THE EXPERIENCE: You wake up on the bay, you do bay things -- even if it means fighting off swarms of flies that like to nibble on your neck.
At least that's what greeted me at Calvert Cliffs State Park (www.dnr.state.md.us/publiclands/southern/calvertcliffs.html; $3 a carload), about 20 minutes south of the Cliff House (the inn seemed to be within a half-hour of everything worth exploring in Calvert County). A 1.8-mile hike (that's one way) leads to a beach where you can hunt for fossils; more than likely, you'll dig up an ancient shark tooth -- which, by any standard, is still pretty neat. By the time I made it to the beach, though, I was covered with bug bites and underwhelmed by the relatively small stretch of sand that awaited. Access to the cliffs themselves, which are slowly eroding, is no longer allowed.

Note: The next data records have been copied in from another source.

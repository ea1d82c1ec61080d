//! Outputs of a single controller tick.

use crate::icon::CruiseState;

/// What the cruise loop publishes after each tick.
#[derive(Debug, Clone, Copy, PartialEq)]
pub struct TickOutputs {
    /// Clipped target speed (m/s).
    pub set_speed: f32,
    pub cruise_state: CruiseState,
    pub cruise_icon: u8,
    pub follow_set: u8,
    /// Shaped acceleration command (m/s^2).
    pub accel_cmd: f32,
    pub chime_val: u8,
    /// The cluster tone is sounding during this tick.
    pub chime_active: bool,
}

impl TickOutputs {
    pub fn engaged(&self) -> bool {
        self.cruise_state == CruiseState::Engaged
    }
}
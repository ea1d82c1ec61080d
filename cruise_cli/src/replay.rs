//! `replay`: run a CSV tick script through the controller and print one line
//! per tick plus a summary.

use cruise_core::error::{CruiseError, Result as CoreResult};
use cruise_core::units::ms_to_mph;
use cruise_core::{CruiseController, CruiseParams, ReplayReport, ReplayStats, ScriptTick, TickOutputs};
use cruise_traits::MonotonicClock;
use serde_json::json;
use std::path::Path;
use std::sync::atomic::AtomicBool;

pub fn run_replay(
    cfg: &cruise_config::Config,
    inputs: &Path,
    paced: bool,
    stats: bool,
    json: bool,
    shutdown: &AtomicBool,
) -> CoreResult<()> {
    let rows = cruise_config::load_tick_script_csv(inputs)
        .map_err(|e| eyre::Report::new(CruiseError::Script(format!("{e:#}"))))?;
    let ticks: Vec<ScriptTick> = rows.iter().map(ScriptTick::from).collect();

    let params = CruiseParams::from(cfg);
    let mut ctl = CruiseController::builder().with_params(params).build()?;
    let clock = MonotonicClock::new();
    let t0 = std::time::Instant::now();
    let report = cruise_core::replay(&mut ctl, &ticks, &clock, paced, Some(shutdown))?;

    print_report(&report, json);
    if stats {
        print_stats(&report.stats, ctl.params().tick_rate_hz, t0.elapsed());
    }
    Ok(())
}

fn tick_json(i: usize, o: &TickOutputs) -> serde_json::Value {
    json!({
        "tick": i,
        "set_speed_mph": ms_to_mph(o.set_speed),
        "cruise_state": o.cruise_state.code(),
        "cruise_icon": o.cruise_icon,
        "follow_set": o.follow_set,
        "accel_cmd": o.accel_cmd,
        "chime_val": o.chime_val,
        "chime_active": o.chime_active,
    })
}

fn summary_json(s: &ReplayStats) -> serde_json::Value {
    json!({
        "summary": {
            "ticks": s.ticks,
            "engaged_ticks": s.engaged_ticks,
            "engage_edges": s.engage_edges,
            "disengage_edges": s.disengage_edges,
            "chime_ticks": s.chime_ticks,
            "min_set_speed_mph": s.min_set_speed_mph,
            "max_set_speed_mph": s.max_set_speed_mph,
            "max_abs_accel": s.max_abs_accel,
            "control_ms": s.control_ms,
        }
    })
}

fn print_report(report: &ReplayReport, json: bool) {
    for (i, o) in report.outputs.iter().enumerate() {
        if json {
            println!("{}", tick_json(i, o));
        } else {
            println!(
                "tick {i:>6}  set {:>6.1} mph  state {}  icon {:>2}  follow {}  accel {:+.3}  chime {}{}",
                ms_to_mph(o.set_speed),
                o.cruise_state.code(),
                o.cruise_icon,
                o.follow_set,
                o.accel_cmd,
                o.chime_val,
                if o.chime_active { " *" } else { "" },
            );
        }
    }
    let s = &report.stats;
    if json {
        println!("{}", summary_json(s));
    } else {
        println!(
            "replay complete: {} ticks, {} engaged, set speed {:.0}..{:.0} mph",
            s.ticks, s.engaged_ticks, s.min_set_speed_mph, s.max_set_speed_mph
        );
    }
}

/// Print run stats to stderr.
fn print_stats(s: &ReplayStats, tick_rate_hz: u32, wall: std::time::Duration) {
    eprintln!("\n--- Replay Stats ---");
    eprintln!("Ticks: {} ({} Hz, {} ms control time)", s.ticks, tick_rate_hz, s.control_ms);
    eprintln!("Engaged ticks: {}", s.engaged_ticks);
    eprintln!("Engage/disengage edges: {} / {}", s.engage_edges, s.disengage_edges);
    eprintln!("Chime ticks: {}", s.chime_ticks);
    eprintln!("Max |accel cmd| (m/s^2): {:.3}", s.max_abs_accel);
    eprintln!("Wall time (ms): {:.1}", wall.as_secs_f64() * 1000.0);
    eprintln!("--------------------\n");
}
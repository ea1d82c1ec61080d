//! The per-tick cruise loop tying the four shaping components together.

use crate::accel::AccelShaper;
use crate::chime::{ChimeController, ChimeInputs};
use crate::config::CruiseParams;
use crate::icon::{CruiseIconSelector, IconInputs};
use crate::set_speed::{SetSpeedController, SetSpeedInputs};
use crate::state::{ControlState, TickInputs};
use crate::status::TickOutputs;

/// Owns the session state and runs each component once per tick.
///
/// Components never call each other; they only share the tick inputs.
#[derive(Debug, Clone)]
pub struct CruiseController {
    params: CruiseParams,
    set_speed: SetSpeedController,
    icon: CruiseIconSelector,
    accel: AccelShaper,
    chime: ChimeController,
    state: ControlState,
    ticks: u64,
}

impl CruiseController {
    pub(crate) fn from_params(params: CruiseParams) -> Self {
        Self {
            set_speed: SetSpeedController::new(params.set_speed.clone()),
            icon: CruiseIconSelector,
            accel: AccelShaper::new(params.accel.clone()),
            chime: ChimeController::new(params.chime.clone()),
            state: ControlState::new(&params),
            ticks: 0,
            params,
        }
    }

    pub fn params(&self) -> &CruiseParams {
        &self.params
    }

    pub fn state(&self) -> &ControlState {
        &self.state
    }

    /// Ticks processed since construction or the last `reset`.
    pub fn ticks(&self) -> u64 {
        self.ticks
    }

    /// Restore session-start state. Parameters are kept.
    pub fn reset(&mut self) {
        self.state = ControlState::new(&self.params);
        self.ticks = 0;
        tracing::debug!("cruise state reset");
    }

    /// Run one tick. `accel_request` is the raw planner acceleration (m/s^2).
    pub fn step(&mut self, input: &TickInputs, accel_request: f32) -> TickOutputs {
        if !input.acc_enabled_prev && input.acc_enabled {
            tracing::debug!(tick = self.ticks, resume = input.resbut, "cruise engaged");
        } else if input.acc_enabled_prev && !input.acc_enabled {
            tracing::debug!(tick = self.ticks, mute = input.mute, "cruise disengaged");
        }

        let (ss_state, set_speed) = self.set_speed.step(
            self.state.set_speed,
            &SetSpeedInputs {
                set_speed: input.set_speed,
                acc_enabled: input.acc_enabled,
                acc_enabled_prev: input.acc_enabled_prev,
                setplus: input.setplus,
                setminus: input.setminus,
                resbut: input.resbut,
                vego: input.vego,
                gas: input.gas,
            },
        );

        let (follow, icon) = self.icon.step(
            self.state.follow,
            &IconInputs {
                acc_enabled: input.acc_enabled,
                acc_available: input.acc_available,
                has_lead: input.has_lead,
                dist_dec: input.dist_dec,
                dist_inc: input.dist_inc,
            },
        );

        let (accel_state, accel_cmd) = self.accel.step(self.state.accel, accel_request);

        let (chime_state, chime_active) = self.chime.step(
            self.state.chime,
            &ChimeInputs {
                enabled: input.acc_enabled,
                enabled_prev: input.acc_enabled_prev,
                mute: input.mute,
            },
        );

        self.state = ControlState {
            set_speed: ss_state,
            follow,
            accel: accel_state,
            chime: chime_state,
        };
        self.ticks = self.ticks.saturating_add(1);

        let out = TickOutputs {
            set_speed,
            cruise_state: icon.cruise_state,
            cruise_icon: icon.cruise_icon,
            follow_set: follow.set,
            accel_cmd,
            chime_val: chime_state.chime_val,
            chime_active,
        };
        tracing::trace!(?out, "tick");
        out
    }
}
#![cfg_attr(all(not(debug_assertions), not(test)), deny(warnings))]
#![cfg_attr(
    all(not(debug_assertions), not(test)),
    deny(clippy::all, clippy::pedantic, clippy::nursery)
)]
#![allow(clippy::module_name_repetitions, clippy::missing_errors_doc)]
#![cfg_attr(not(test), deny(clippy::unwrap_used, clippy::expect_used))]
//! Longitudinal cruise shaping (hardware-agnostic).
//!
//! Four independent per-tick components, each a pure function of explicit
//! state plus the current tick's inputs:
//!
//! - **Set speed**: button-driven target speed with short/long press, resume
//!   and gas override (`set_speed` module)
//! - **Cruise icon**: cluster cruise state, icon code and follow distance
//!   (`icon` module)
//! - **Accel shaping**: hysteresis, actuator clamp and low-pass smoothing
//!   (`accel` module)
//! - **Chime**: edge-triggered engage / disengage tones (`chime` module)
//!
//! `CruiseController` owns the state and runs all four once per tick;
//! `runner::replay` drives it over a scripted tick sequence.
//!
//! ## Units
//!
//! Speeds are m/s at every public boundary. The set-speed logic works in
//! whole display mph internally and clips the result to the configured band
//! as the last step of every tick.

pub mod accel;
pub mod builder;
pub mod chime;
pub mod config;
pub mod controller;
pub mod conversions;
pub mod error;
pub mod icon;
pub mod runner;
pub mod set_speed;
pub mod state;
pub mod status;
pub mod units;
pub mod util;

pub use accel::{
    AccelShaper, AccelState, accel_hysteresis, accel_rate_limit, accel_rate_limit_default,
};
pub use builder::CruiseControllerBuilder;
pub use chime::{
    ChimeController, ChimeInputs, ChimePhase, ChimeState, ChimeTone, cluster_chime,
};
pub use config::*;
pub use controller::CruiseController;
pub use error::{BuildError, CruiseError, Result};
pub use icon::{
    CruiseIconSelector, CruiseState, FollowDistance, IconInputs, IconOutput, cruise_icon_logic,
};
pub use runner::{ReplayReport, ReplayStats, ScriptTick, replay};
pub use set_speed::{
    PressPhase, SetSpeedController, SetSpeedInputs, SetSpeedState, set_speed_logic,
};
pub use state::{ControlState, TickInputs};
pub use status::TickOutputs;
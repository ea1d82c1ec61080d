//! Acceleration command shaping: dead-band hysteresis and a first-order
//! low-pass "rate limiter".

use crate::config::{ACCEL_HYST_GAP, AccelCfg, DEFAULT_SMOOTHING_FACTOR};
use crate::units::clip;

/// Dead-band filter around the last accepted value.
///
/// Returns `(accel_out, accel_steady')`. The output is always the (possibly
/// moved) center.
#[inline]
pub fn hysteresis(accel: f32, accel_steady: f32, gap: f32) -> (f32, f32) {
    let mut steady = accel_steady;
    if accel > steady + gap {
        steady = accel - gap;
    } else if accel < steady - gap {
        steady = accel + gap;
    }
    (steady, steady)
}

/// [`hysteresis`] with the stock gap.
#[inline]
pub fn accel_hysteresis(accel: f32, accel_steady: f32) -> (f32, f32) {
    hysteresis(accel, accel_steady, ACCEL_HYST_GAP)
}

/// Exponential smoothing: `factor * accel_lim + (1 - factor) * accel_lim_prev`.
///
/// A factor outside `[0, 1]` (or NaN) is not an error: the filter holds and
/// returns `accel_lim_prev` unchanged. Callers further up rely on this layer
/// degrading instead of failing.
#[inline]
pub fn accel_rate_limit(accel_lim: f32, accel_lim_prev: f32, smoothing_factor: f32) -> f32 {
    if !(0.0..=1.0).contains(&smoothing_factor) {
        return accel_lim_prev;
    }
    // Same blend written around prev so equal inputs are an exact fixed point.
    accel_lim_prev + smoothing_factor * (accel_lim - accel_lim_prev)
}

/// [`accel_rate_limit`] with the stock factor.
#[inline]
pub fn accel_rate_limit_default(accel_lim: f32, accel_lim_prev: f32) -> f32 {
    accel_rate_limit(accel_lim, accel_lim_prev, DEFAULT_SMOOTHING_FACTOR)
}

#[derive(Debug, Clone, Copy, PartialEq, Default)]
pub struct AccelState {
    /// Hysteresis center.
    pub steady: f32,
    /// Last smoothed command.
    pub lim_prev: f32,
}

/// Hysteresis, clamp to the actuator envelope, then smoothing.
#[derive(Debug, Clone, Default)]
pub struct AccelShaper {
    cfg: AccelCfg,
}

impl AccelShaper {
    pub fn new(cfg: AccelCfg) -> Self {
        if !(0.0..=1.0).contains(&cfg.smoothing_factor) {
            tracing::warn!(
                smoothing_factor = cfg.smoothing_factor,
                "smoothing factor outside [0, 1]; accel command will hold its previous value"
            );
        }
        Self { cfg }
    }

    pub fn cfg(&self) -> &AccelCfg {
        &self.cfg
    }

    pub fn step(&self, state: AccelState, accel_request: f32) -> (AccelState, f32) {
        let (held, steady) = hysteresis(accel_request, state.steady, self.cfg.hyst_gap);
        let limited = clip(held, self.cfg.min, self.cfg.max);
        let smoothed = accel_rate_limit(limited, state.lim_prev, self.cfg.smoothing_factor);
        (
            AccelState {
                steady,
                lim_prev: smoothed,
            },
            smoothed,
        )
    }
}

Another 15 minutes down Route 4 in Solomons is the Calvert Marine Museum (410-326-2042, www.calvertmarinemuseum.com; $5), which is part aquarium, part history museum and wholly fascinating. Somehow, the museum makes fossils interesting -- even to jaded adults who subscribe to the Discovery Channel. I liked the living stuff as well, particularly the pair of frolicking otters and tanks of seahorses.
Also on-site is the Drum Point Lighthouse, which you can tour. A guide mumbled something to me as I climbed the ladder leading into its first floor; as I looked down to ask her what she said, my head slammed into a chunk of metal. "I said," the guide screamed, "to watch your head." Gotcha.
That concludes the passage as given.